When Washington says it has captured Venezuelan President Nicolas Maduro and his wife, Cilia Flores, it does so with the confidence of a landlord repossessing a flat rather than a superpower violating sovereignty.

No UN vote, no international mandate and no awkward questions about legality – just raw force, cloaked in the usual comforting vocabulary of ‘security’.

Bombs first, explanations later

The song Who’s The Terrorist? – now doing the rounds with a scorched Statue of Liberty clutching a rifle – does not invent history. It simply recites it. Iraq heard it in 2003, Libya in 2011, Panama, Grenada, Guatemala, Chile, Iran, the Philippines and Hawaii much earlier. The words barely change. Only the geography does.

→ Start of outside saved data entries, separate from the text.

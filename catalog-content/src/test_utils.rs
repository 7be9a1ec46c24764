//! Test utilities and mock implementations for unit testing.

use async_trait::async_trait;
use std::sync::atomic::{AtomicUsize, Ordering};
use std::sync::Arc;

use crate::domain::content::{Content, ContentId};
use crate::domain::content_id::ContentIdGenerator;
use crate::domain::mapper::ContentInput;
use crate::port::content_store::{ContentStore, StoreError};

pub fn tags(values: &[&str]) -> Vec<String> {
    values.iter().map(|v| v.to_string()).collect()
}

/// Always hands out the same id, to provoke collisions.
pub struct FixedIdGenerator(pub ContentId);

impl ContentIdGenerator for FixedIdGenerator {
    fn generate(&self) -> ContentId {
        self.0
    }
}

/// Store whose every call fails as unreachable.
pub struct FailingContentStore;

fn unreachable_store() -> StoreError {
    StoreError::Unavailable("connection refused".to_string())
}

#[async_trait]
impl ContentStore for FailingContentStore {
    async fn create(&self, _input: &ContentInput) -> Result<Content, StoreError> {
        Err(unreachable_store())
    }

    async fn read(&self, _id: ContentId) -> Result<Option<Content>, StoreError> {
        Err(unreachable_store())
    }

    async fn read_all(&self) -> Result<Vec<Content>, StoreError> {
        Err(unreachable_store())
    }

    async fn update(
        &self,
        _id: ContentId,
        _input: &ContentInput,
    ) -> Result<Option<Content>, StoreError> {
        Err(unreachable_store())
    }

    async fn delete(&self, _id: ContentId) -> Result<ContentId, StoreError> {
        Err(unreachable_store())
    }

    async fn flush(&self) -> Result<(), StoreError> {
        Err(unreachable_store())
    }
}

/// Delegating store that counts `read` calls.
pub struct CountingContentStore {
    inner: Arc<dyn ContentStore>,
    reads: AtomicUsize,
}

impl CountingContentStore {
    pub fn new(inner: Arc<dyn ContentStore>) -> Self {
        Self {
            inner,
            reads: AtomicUsize::new(0),
        }
    }

    pub fn reads(&self) -> usize {
        self.reads.load(Ordering::SeqCst)
    }
}

#[async_trait]
impl ContentStore for CountingContentStore {
    async fn create(&self, input: &ContentInput) -> Result<Content, StoreError> {
        self.inner.create(input).await
    }

    async fn read(&self, id: ContentId) -> Result<Option<Content>, StoreError> {
        self.reads.fetch_add(1, Ordering::SeqCst);
        self.inner.read(id).await
    }

    async fn read_all(&self) -> Result<Vec<Content>, StoreError> {
        self.inner.read_all().await
    }

    async fn update(
        &self,
        id: ContentId,
        input: &ContentInput,
    ) -> Result<Option<Content>, StoreError> {
        self.inner.update(id, input).await
    }

    async fn delete(&self, id: ContentId) -> Result<ContentId, StoreError> {
        self.inner.delete(id).await
    }

    async fn flush(&self) -> Result<(), StoreError> {
        self.inner.flush().await
    }
}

Warplanes over cities at night; infrastructure collapsing into darkness; hospitals shaking; and civilians running with nothing packed. Then comes the press conference explaining why all this was ‘necessary’.

Washington said Iraq had weapons of mass destruction, but none were found. The same voices now insist that Venezuela requires intervention. ‘Trust us’, they say again – just as they always do.

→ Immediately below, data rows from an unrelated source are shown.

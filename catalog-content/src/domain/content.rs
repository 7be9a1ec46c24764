use chrono::{DateTime, Utc};
use serde::{Deserialize, Serialize};
use std::fmt;
use std::str::FromStr;
use uuid::Uuid;

/// Identifier of a content record.
///
/// Ids are assigned by the store at creation time and never change afterwards.
/// The nil UUID is reserved: stores return it from `delete` when no record was
/// affected.
#[derive(Debug, Clone, Copy, PartialEq, Eq, Hash, PartialOrd, Ord, Serialize, Deserialize)]
#[serde(transparent)]
pub struct ContentId(Uuid);

impl ContentId {
    pub fn new(value: Uuid) -> Self {
        Self(value)
    }

    /// The "no record affected" id.
    pub fn nil() -> Self {
        Self(Uuid::nil())
    }

    pub fn is_nil(&self) -> bool {
        self.0.is_nil()
    }
}

impl fmt::Display for ContentId {
    fn fmt(&self, f: &mut fmt::Formatter<'_>) -> fmt::Result {
        write!(f, "{}", self.0.hyphenated())
    }
}

impl FromStr for ContentId {
    type Err = uuid::Error;

    fn from_str(s: &str) -> Result<Self, Self::Err> {
        Uuid::parse_str(s).map(Self)
    }
}

impl From<Uuid> for ContentId {
    fn from(value: Uuid) -> Self {
        Self(value)
    }
}

/// A media item of the catalog.
///
/// Only `id`, `title` and `genre_list` carry behaviour; the remaining
/// descriptive fields are stored and returned untouched.
#[derive(Debug, Clone, PartialEq, Serialize, Deserialize)]
pub struct Content {
    pub id: ContentId,
    #[serde(default, skip_serializing_if = "Option::is_none")]
    pub title: Option<String>,
    #[serde(default, skip_serializing_if = "Option::is_none")]
    pub subtitle: Option<String>,
    #[serde(default, skip_serializing_if = "Option::is_none")]
    pub description: Option<String>,
    #[serde(default, skip_serializing_if = "Option::is_none")]
    pub image_url: Option<String>,
    /// Running time in minutes.
    #[serde(default, skip_serializing_if = "Option::is_none")]
    pub duration: Option<u32>,
    #[serde(default, skip_serializing_if = "Option::is_none")]
    pub start_time: Option<DateTime<Utc>>,
    #[serde(default, skip_serializing_if = "Option::is_none")]
    pub end_time: Option<DateTime<Utc>>,
    #[serde(default)]
    pub genre_list: Vec<String>,
}

impl Content {
    /// An entity with the given id and nothing else set.
    pub fn empty(id: ContentId) -> Self {
        Self {
            id,
            title: None,
            subtitle: None,
            description: None,
            image_url: None,
            duration: None,
            start_time: None,
            end_time: None,
            genre_list: Vec::new(),
        }
    }

    /// Case-insensitive substring match on the title. Untitled content never matches.
    pub fn title_contains(&self, needle: &str) -> bool {
        let needle = needle.to_lowercase();
        self.title
            .as_deref()
            .map(|title| title.to_lowercase().contains(&needle))
            .unwrap_or(false)
    }

    /// Case-insensitive exact match against any genre tag.
    pub fn has_genre(&self, genre: &str) -> bool {
        contains_genre(&self.genre_list, genre)
    }
}

fn contains_genre(genres: &[String], genre: &str) -> bool {
    let folded = genre.to_lowercase();
    genres.iter().any(|g| g.to_lowercase() == folded)
}

/// Collapses tags that differ only by case, keeping the first spelling and
/// the original order.
pub fn normalize_genres<I, S>(genres: I) -> Vec<String>
where
    I: IntoIterator<Item = S>,
    S: Into<String>,
{
    let mut out: Vec<String> = Vec::new();
    for genre in genres {
        let genre = genre.into();
        if !contains_genre(&out, &genre) {
            out.push(genre);
        }
    }
    out
}

/// `current ∪ additions`. Tags already present (ignoring case) keep their
/// stored spelling.
pub fn genre_union(current: &[String], additions: &[String]) -> Vec<String> {
    normalize_genres(current.iter().chain(additions.iter()).cloned())
}

/// `current \ removals`, comparing case-insensitively.
pub fn genre_difference(current: &[String], removals: &[String]) -> Vec<String> {
    normalize_genres(
        current
            .iter()
            .filter(|g| !contains_genre(removals, g))
            .cloned(),
    )
}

Kidnapping as foreign policy

US President Donald Trump has never been one for diplomatic subtleties. Why waste time with negotiations when you can send an aircraft? Why endure speeches when a show of force does it better?

The reported capture of a sitting president and his wife by Trump’s forces represents a new brazenness – regime change not by proxy or coup, but by outright abduction. International law is not ignored here; it is mocked, and sovereignty is not questioned; it is dismissed.

Security, but for whom?

‘They say it’s security.’
‘They say it’s necessary…’

Necessary for whom? Certainly not for the families pulling children from rubble. Not for hospitals losing power, and certainly not for civilians who become statistics before they become headlines.

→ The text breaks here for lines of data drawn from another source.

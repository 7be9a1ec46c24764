pub mod cached_content_service;
pub mod content_manager;

pub use cached_content_service::CachedContentService;
pub use content_manager::ContentManager;
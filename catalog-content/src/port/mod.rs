//! Port layer - Abstract interfaces for infrastructure dependencies
//!
//! The application layer only talks to storage and caching through these
//! traits, so backends can be swapped at construction time.

pub mod content_cache;
pub mod content_store;

pub use content_cache::ContentCache;
pub use content_store::{ContentStore, StoreError};
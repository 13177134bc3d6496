//! # Playback Configuration
//!
//! Configuration types for the playback controller and track streaming.

use serde::{Deserialize, Serialize};

/// Playback controller configuration.
///
/// Controls how audio bytes are requested and when radio continuation kicks in.
#[derive(Debug, Clone, PartialEq, Eq, Serialize, Deserialize)]
pub struct PlaybackConfig {
    /// Bytes requested per chunk from the cache or the network.
    ///
    /// Default: 64 KB.
    #[serde(default = "default_chunk_size")]
    pub chunk_size: usize,

    /// Remaining items after the cursor at or below which radio is asked
    /// for more tracks.
    ///
    /// Default: 1.
    #[serde(default = "default_low_water_mark")]
    pub low_water_mark: usize,

    /// Maximum tracks requested per radio batch.
    ///
    /// Default: 10.
    #[serde(default = "default_radio_batch_limit")]
    pub radio_batch_limit: usize,

    /// Whether radio continuation may be started at all.
    ///
    /// Default: true.
    #[serde(default = "default_enable_radio")]
    pub enable_radio: bool,

    /// Whether bytes fetched from the network are written back into the
    /// content cache.
    ///
    /// Default: true.
    #[serde(default = "default_cache_write_back")]
    pub cache_write_back: bool,

    /// Capacity of the controller's command mailbox.
    ///
    /// Default: 64.
    #[serde(default = "default_command_buffer")]
    pub command_buffer: usize,
}

impl Default for PlaybackConfig {
    fn default() -> Self {
        Self {
            chunk_size: default_chunk_size(),
            low_water_mark: default_low_water_mark(),
            radio_batch_limit: default_radio_batch_limit(),
            enable_radio: default_enable_radio(),
            cache_write_back: default_cache_write_back(),
            command_buffer: default_command_buffer(),
        }
    }
}

impl PlaybackConfig {
    /// Create a configuration optimized for fast start on slow networks.
    ///
    /// - Smaller chunks so the first bytes arrive sooner
    /// - Radio asked for more one item earlier
    pub fn low_latency() -> Self {
        Self {
            chunk_size: 16 * 1024,
            low_water_mark: 2,
            ..Default::default()
        }
    }

    /// Create a configuration that favors building up offline copies.
    ///
    /// - Larger chunks to reduce request overhead
    /// - Larger radio batches so fewer fetches are needed
    pub fn offline_first() -> Self {
        Self {
            chunk_size: 256 * 1024,
            radio_batch_limit: 25,
            cache_write_back: true,
            ..Default::default()
        }
    }

    /// Validate configuration values.
    pub fn validate(&self) -> Result<(), String> {
        if self.chunk_size == 0 {
            return Err("chunk_size must be > 0".to_string());
        }

        if self.radio_batch_limit == 0 {
            return Err("radio_batch_limit must be > 0".to_string());
        }

        if self.command_buffer == 0 {
            return Err("command_buffer must be > 0".to_string());
        }

        Ok(())
    }
}

// ============================================================================
// Default Functions (for serde)
// ============================================================================

fn default_chunk_size() -> usize {
    64 * 1024
}

fn default_low_water_mark() -> usize {
    1
}

fn default_radio_batch_limit() -> usize {
    10
}

fn default_enable_radio() -> bool {
    true
}

fn default_cache_write_back() -> bool {
    true
}

fn default_command_buffer() -> usize {
    64
}
//! # Repository Pattern Implementation
//!
//! Repository traits and their SQL implementations over the
//! `DatabaseAdapter` bridge.
//!
//! ## Available Repositories
//!
//! - `CacheSegmentRepository` - Resident byte segments and per-track cache
//!   bookkeeping (content length, last access)

pub mod cache;

pub use cache::{CacheSegmentRepository, SqliteCacheSegmentRepository, StoredEntry, StoredSegment};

Security, in this context, is not about safety. It is about access, oil fields, shipping lanes, currencies, and influence. When oil is sacred, lives become negotiable. The uniforms get washed, and the blood is explained away.

Silence never saved anyone

The most unsettling line in the song is not accusatory. It is instructional: Small countries – watch carefully. Silence did not protect Iraq, nor Libya, nor Chile, nor Panama. It merely delayed attention until the crosshairs shifted.

The international community’s habit of selective outrage – loud when rivals err, mute when allies bomb – has created a permission structure for this behaviour. You stayed silent when it was not you. Now the playbook has your name pencilled in.

A song as an indictment

Whoever wrote and rendered Who’s The Terrorist? understood timing. Protest music often arrives late, embalming yesterday’s injustice. This one arrives mid-sentence, interrupting the official narrative while it is still being spoken.

Set against a Liberty in tatters – torch intact, gun newly acquired – the lyrics ask a question Washington never answers: when bombs fall without mandate, when leaders are dragged out at gunpoint, when international law applies only to the weak, who exactly qualifies as the terrorist? It is not a rhetorical question. It is an accusation.

The old empire, the same excuse

‘They said the same thing in Iraq.
Bombs first. Explanations later…’

That line should be engraved on the Pentagon, not sung online. Because until it stops being true, until ‘security’ stops meaning domination, and ‘necessary’ stops meaning profitable, the world will keep hearing the same refrain – and watching the same cities burn. Small countries would do well not to hum along quietly.